#### [INPUT FOR THIS TASK]
== Segment start ==
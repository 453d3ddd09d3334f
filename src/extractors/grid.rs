// src/extractors/grid.rs
use std::collections::BTreeMap;

/// Central "is this cell effectively empty" predicate. Whitespace-only cells
/// count as blank everywhere in the extraction pipeline.
pub fn is_blank(text: &str) -> bool {
    text.trim().is_empty()
}

/// One grid row: an ordered association from column index to cell text.
///
/// Indices may become sparse after header reconciliation blanks out consumed
/// fragments, so the row is keyed explicitly rather than stored as a dense
/// vector. Iteration is always in ascending index order.
#[derive(Debug, Clone, Default, PartialEq, Eq)]
pub struct Row {
    cells: BTreeMap<usize, String>,
}

impl Row {
    pub fn new() -> Self {
        Self::default()
    }

    /// Builds a row from dense cell contents, indexed 0..n.
    pub fn from_cells<I, S>(cells: I) -> Self
    where
        I: IntoIterator<Item = S>,
        S: Into<String>,
    {
        let cells = cells
            .into_iter()
            .enumerate()
            .map(|(idx, cell)| (idx, cell.into()))
            .collect();
        Self { cells }
    }

    /// Cell text at `index`, empty string for absent cells.
    pub fn get(&self, index: usize) -> &str {
        self.cells.get(&index).map(String::as_str).unwrap_or("")
    }

    pub fn set(&mut self, index: usize, value: impl Into<String>) {
        self.cells.insert(index, value.into());
    }

    /// (index, text) pairs in ascending index order.
    pub fn iter(&self) -> impl Iterator<Item = (usize, &str)> + '_ {
        self.cells.iter().map(|(idx, cell)| (*idx, cell.as_str()))
    }

    /// Indices of non-blank cells, ascending.
    pub fn non_blank_indices(&self) -> Vec<usize> {
        self.iter()
            .filter(|(_, cell)| !is_blank(cell))
            .map(|(idx, _)| idx)
            .collect()
    }

    pub fn is_blank(&self) -> bool {
        self.cells.values().all(|cell| is_blank(cell))
    }

    /// All cell texts joined by `separator`, in index order.
    pub fn joined(&self, separator: &str) -> String {
        self.cells
            .values()
            .map(String::as_str)
            .collect::<Vec<_>>()
            .join(separator)
    }
}

/// A rectangular, row-major grid of text cells decoded from one sheet.
/// Immutable input to a single document's extraction pass.
#[derive(Debug, Clone, Default, PartialEq, Eq)]
pub struct Grid {
    rows: Vec<Row>,
}

impl Grid {
    pub fn new(rows: Vec<Row>) -> Self {
        Self { rows }
    }

    /// Convenience constructor for tests and loaders working with nested text.
    pub fn from_cells<R, I, S>(rows: R) -> Self
    where
        R: IntoIterator<Item = I>,
        I: IntoIterator<Item = S>,
        S: Into<String>,
    {
        Self {
            rows: rows.into_iter().map(Row::from_cells).collect(),
        }
    }

    pub fn rows(&self) -> &[Row] {
        &self.rows
    }

    pub fn len(&self) -> usize {
        self.rows.len()
    }

    pub fn is_empty(&self) -> bool {
        self.rows.is_empty()
    }
}

#[cfg(test)]
mod tests {
    use super::*;

    #[test]
    fn blank_predicate_covers_whitespace() {
        assert!(is_blank(""));
        assert!(is_blank("  \t "));
        assert!(!is_blank(" 소유권 "));
    }

    #[test]
    fn row_access_is_blank_filled() {
        let row = Row::from_cells(["갑", "", "을"]);
        assert_eq!(row.get(0), "갑");
        assert_eq!(row.get(1), "");
        assert_eq!(row.get(99), "");
        assert_eq!(row.non_blank_indices(), vec![0, 2]);
    }

    #[test]
    fn joined_preserves_index_order() {
        let mut row = Row::new();
        row.set(3, "번호");
        row.set(0, "순위");
        assert_eq!(row.joined(" "), "순위 번호");
    }
}
use serde::Deserialize;

/// Dispatch policy of an [`Engine`](super::Engine).
///
/// Deserializable, so it can live in an application's configuration file.
/// Missing fields take their default.
#[derive(Debug, Clone, PartialEq, Eq, Deserialize)]
#[serde(default)]
pub struct EngineConfig {
    /// Redirect `/foo/` to `/foo` (or the reverse) when only the other form
    /// is registered. Default: `true`.
    pub redirect_trailing_slash: bool,

    /// On a miss, clean the path, then retry it case-insensitively and
    /// redirect to the registered spelling. Default: `false`.
    pub redirect_fixed_path: bool,

    /// Answer 405 with an `Allow` header when another method matches.
    /// Default: `true`.
    pub handle_method_not_allowed: bool,

    /// Clean the path before looking it up. Default: `false`.
    pub remove_extra_slash: bool,

    /// Percent-decode parameter values. Default: `true`.
    pub unescape_path_values: bool,

    /// Upper bound of recycled contexts kept around. Default: `1024`.
    pub max_idle_contexts: usize,
}

impl Default for EngineConfig {
    fn default() -> Self {
        Self {
            redirect_trailing_slash: true,
            redirect_fixed_path: false,
            handle_method_not_allowed: true,
            remove_extra_slash: false,
            unescape_path_values: true,
            max_idle_contexts: 1024,
        }
    }
}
== Segment end ==
#### [YOUR GOAL]
State how many lines of the records above hold the word "super", adding nothing beyond the number.

#### [RESPONSE TO THE TASK]
2